Le docteur avait ordonné d'exposer le malade à tous les vents, d'ouvrir portes et fenêtres, et de le placer le plus possible entre des courants d'air. Si étrange que me parût l'ordonnance, je l'avais religieusement appliquée le jour et la nuit précédente. Je fis donc tout ouvrir comme d'habitude; mais, à mon grand étonnement, l'obscurité, au lieu d'amener cette douce brise, fraîche haleine de la nuit, plus fraîche encore dans le voisinage de la mer que partout ailleurs, ne nous souffla qu'un vent aride et brûlant qui semblait la vapeur d'une fournaise. Je comptais sur le matin: le matin n'apporta aucun changement dans l'état de l'atmosphère.
La nuit avait beaucoup fatigué mon pauvre malade. Cependant, l'exaltation cérébrale me paraissait avoir tant soit peu disparu pour faire place à une prostration croissante. Je sonnai pour avoir de la limonade, seule boisson que le docteur eût recommandée, mais personne ne répondit. Je sonnai une seconde, une troisième fois; enfin, voyant que la montagne ne voulait pas venir à moi, je me décidai à aller à la montagne. J'errai dans les corridors et les appartements, sans trouver une seule personne à qui parler. Le maître et la maîtresse de maison n'étaient point encore sortis de leur chambre, quoiqu'il fût neuf heures du matin; pas un domestique n'était à son poste. C'était à n'y rien comprendre.
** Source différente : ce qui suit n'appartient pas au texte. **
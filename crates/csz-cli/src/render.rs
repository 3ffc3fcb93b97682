//! Human and JSON renderings of an analysis.
//!
//! The checker hands back structured diagnostics, facts and plans; this is
//! the only place they turn into text.

use csz_checker::{Body, BodyAnalysis, LiteralFacts, PlanPrinter};
use csz_solver::constructibility::ConstructibilityVerdict;
use csz_solver::{CacheStats, PendingDiagnostic, TypeDatabase, TypeFormatter, TypeId};
use serde::Serialize;
use std::fmt::Write as _;

#[derive(Debug, Serialize)]
#[serde(rename_all = "camelCase")]
pub struct FixtureReport {
    pub fixture: String,
    pub bodies: Vec<BodyReport>,
    #[serde(skip_serializing_if = "Vec::is_empty")]
    pub params: Vec<ParamsReport>,
    #[serde(skip_serializing_if = "Option::is_none")]
    pub stats: Option<CacheStats>,
}

impl FixtureReport {
    fn diagnostics(&self) -> impl Iterator<Item = &DiagnosticReport> {
        self.bodies
            .iter()
            .flat_map(|b| &b.diagnostics)
            .chain(self.params.iter().flat_map(|p| &p.diagnostics))
    }

    pub fn error_count(&self) -> usize {
        self.diagnostics().filter(|d| d.category == "error").count()
    }

    pub fn warning_count(&self) -> usize {
        self.diagnostics().filter(|d| d.category == "warning").count()
    }
}

#[derive(Debug, Serialize)]
#[serde(rename_all = "camelCase")]
pub struct BodyReport {
    pub name: String,
    pub diagnostics: Vec<DiagnosticReport>,
    #[serde(skip_serializing_if = "Vec::is_empty")]
    pub literals: Vec<LiteralReport>,
    #[serde(skip_serializing_if = "Vec::is_empty")]
    pub plans: Vec<PlanReport>,
    #[serde(skip_serializing_if = "Vec::is_empty")]
    pub nullability: Vec<NullabilityReport>,
}

#[derive(Debug, Serialize)]
#[serde(rename_all = "camelCase")]
pub struct DiagnosticReport {
    pub code: String,
    pub category: &'static str,
    pub start: u32,
    pub end: u32,
    pub message: String,
    #[serde(skip_serializing_if = "Vec::is_empty")]
    pub related: Vec<DiagnosticReport>,
}

#[derive(Debug, Serialize)]
#[serde(rename_all = "camelCase")]
pub struct LiteralReport {
    pub node: String,
    pub target: Option<String>,
    pub verdict: String,
    pub conversion: &'static str,
    pub element_types: Vec<String>,
}

#[derive(Debug, Serialize)]
#[serde(rename_all = "camelCase")]
pub struct PlanReport {
    pub node: String,
    pub text: String,
}

#[derive(Debug, Serialize)]
#[serde(rename_all = "camelCase")]
pub struct NullabilityReport {
    pub node: String,
    pub start: u32,
    pub end: u32,
    pub target: String,
}

#[derive(Debug, Serialize)]
#[serde(rename_all = "camelCase")]
pub struct ParamsReport {
    pub name: String,
    pub param_type: String,
    pub diagnostics: Vec<DiagnosticReport>,
}

/// Which optional sections a body report carries.
#[derive(Clone, Copy, Debug, Default)]
pub struct Sections {
    pub facts: bool,
    pub plans: bool,
}

pub struct Renderer<'a> {
    db: &'a dyn TypeDatabase,
    formatter: TypeFormatter<'a>,
}

impl<'a> Renderer<'a> {
    pub fn new(db: &'a dyn TypeDatabase) -> Self {
        Self {
            db,
            formatter: TypeFormatter::new(db),
        }
    }

    pub fn type_name(&self, ty: TypeId) -> String {
        self.formatter.format(ty)
    }

    pub fn diagnostic(&self, diagnostic: &PendingDiagnostic) -> DiagnosticReport {
        DiagnosticReport {
            code: diagnostic.label(),
            category: diagnostic.category.as_str(),
            start: diagnostic.span.start,
            end: diagnostic.span.end,
            message: diagnostic.render_message(&self.formatter, |atom| self.db.resolve_atom(atom)),
            related: diagnostic.related.iter().map(|r| self.diagnostic(r)).collect(),
        }
    }

    pub fn body(&self, name: &str, body: &Body, analysis: &BodyAnalysis, sections: Sections) -> BodyReport {
        let literals = if sections.facts {
            analysis
                .facts
                .literals()
                .into_iter()
                .map(|((_, expr), facts)| self.literal(format!("expr#{}", expr.0), facts))
                .collect()
        } else {
            Vec::new()
        };

        let plans = if sections.plans {
            let literal_plans = analysis
                .facts
                .literal_plans()
                .into_iter()
                .map(|((_, expr), plan)| (format!("expr#{}", expr.0), plan));
            let lock_plans = analysis
                .facts
                .lock_plans()
                .into_iter()
                .map(|((_, stmt), plan)| (format!("stmt#{}", stmt.0), plan));
            literal_plans
                .chain(lock_plans)
                .map(|(node, plan)| PlanReport {
                    node,
                    text: PlanPrinter::new(self.db).with_body(body).print(plan),
                })
                .collect()
        } else {
            Vec::new()
        };

        BodyReport {
            name: name.to_string(),
            diagnostics: analysis.diagnostics.iter().map(|d| self.diagnostic(d)).collect(),
            literals,
            plans,
            nullability: analysis
                .nullability
                .iter()
                .map(|fact| NullabilityReport {
                    node: format!("expr#{}", fact.expr.0),
                    start: fact.span.start,
                    end: fact.span.end,
                    target: self.formatter.format(fact.target),
                })
                .collect(),
        }
    }

    fn literal(&self, node: String, facts: &LiteralFacts) -> LiteralReport {
        LiteralReport {
            node,
            target: facts.target.map(|ty| self.formatter.format(ty)),
            verdict: facts
                .verdict
                .as_ref()
                .map_or_else(|| "none".to_string(), |v| self.verdict(v)),
            conversion: facts.conversion.as_str(),
            element_types: facts
                .element_types
                .iter()
                .map(|&ty| self.formatter.format(ty))
                .collect(),
        }
    }

    fn verdict(&self, verdict: &ConstructibilityVerdict) -> String {
        match verdict {
            ConstructibilityVerdict::NotConstructible(reason) => {
                format!("not_constructible({})", reason.as_str())
            }
            ConstructibilityVerdict::Array { rank, .. } => format!("array(rank {rank})"),
            ConstructibilityVerdict::Span { readonly: true, .. } => "readonly_span".to_string(),
            ConstructibilityVerdict::Span { .. } => "span".to_string(),
            ConstructibilityVerdict::InterfaceBackedByDefault { concrete, .. } => {
                format!("interface_backed({})", self.formatter.format(*concrete))
            }
            ConstructibilityVerdict::UserDefinedCollection { concrete, .. } => {
                format!("user_defined({})", self.formatter.format(*concrete))
            }
            ConstructibilityVerdict::CollectionBuilder { concrete, .. } => {
                format!("builder({})", self.formatter.format(*concrete))
            }
        }
    }
}

// =============================================================================
// Text
// =============================================================================

fn write_diagnostic(out: &mut String, diagnostic: &DiagnosticReport, indent: &str) {
    let _ = writeln!(
        out,
        "{indent}{} {} [{}..{}]: {}",
        diagnostic.category, diagnostic.code, diagnostic.start, diagnostic.end, diagnostic.message
    );
    for related in &diagnostic.related {
        write_diagnostic(out, related, &format!("{indent}  "));
    }
}

fn write_block(out: &mut String, text: &str, indent: &str) {
    for line in text.lines() {
        let _ = writeln!(out, "{indent}{line}");
    }
}

pub fn render_text(report: &FixtureReport) -> String {
    let mut out = String::new();
    let _ = writeln!(out, "== {}", report.fixture);
    for body in &report.bodies {
        let _ = writeln!(out, "body {}", body.name);
        for diagnostic in &body.diagnostics {
            write_diagnostic(&mut out, diagnostic, "  ");
        }
        for fact in &body.nullability {
            let _ = writeln!(
                out,
                "  nullable {} [{}..{}] -> {}",
                fact.node, fact.start, fact.end, fact.target
            );
        }
        for literal in &body.literals {
            let _ = writeln!(
                out,
                "  literal {}: target={} verdict={} conversion={} elements=[{}]",
                literal.node,
                literal.target.as_deref().unwrap_or("none"),
                literal.verdict,
                literal.conversion,
                literal.element_types.join(", ")
            );
        }
        for plan in &body.plans {
            let _ = writeln!(out, "  plan {}:", plan.node);
            write_block(&mut out, &plan.text, "    ");
        }
    }
    for params in &report.params {
        let _ = writeln!(out, "params {}: {}", params.name, params.param_type);
        for diagnostic in &params.diagnostics {
            write_diagnostic(&mut out, diagnostic, "  ");
        }
    }
    if let Some(stats) = &report.stats {
        let _ = writeln!(
            out,
            "cache hits={} misses={} member_tables={} shapes={} verdicts={}",
            stats.hits, stats.misses, stats.member_tables, stats.shapes, stats.verdicts
        );
    }
    let _ = writeln!(
        out,
        "{} error(s), {} warning(s)",
        report.error_count(),
        report.warning_count()
    );
    out
}

pub fn render_json(reports: &[FixtureReport]) -> serde_json::Result<String> {
    serde_json::to_string_pretty(reports)
}

#[cfg(test)]
#[path = "../tests/render_tests.rs"]
mod tests;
Je descendis chez le concierge, je le trouvai couché sur un vieux divan tout en loques qui faisait le principal ornement de sa loge, et je lui demandai pourquoi la maison était déserte. «Ah! monsieur, me dit-il, ne sentez-vous pas qu'il fait sirocco?»
—Mais quand il ferait sirocco, lui dis-je, ce n'est pas une raison pour qu'on ne vienne pas quand j'appelle.
—Oh! monsieur, quand il fait sirocco, personne ne fait rien.
—Comment! Personne ne fait rien? Et les voyageurs, qui est-ce donc qui les sert?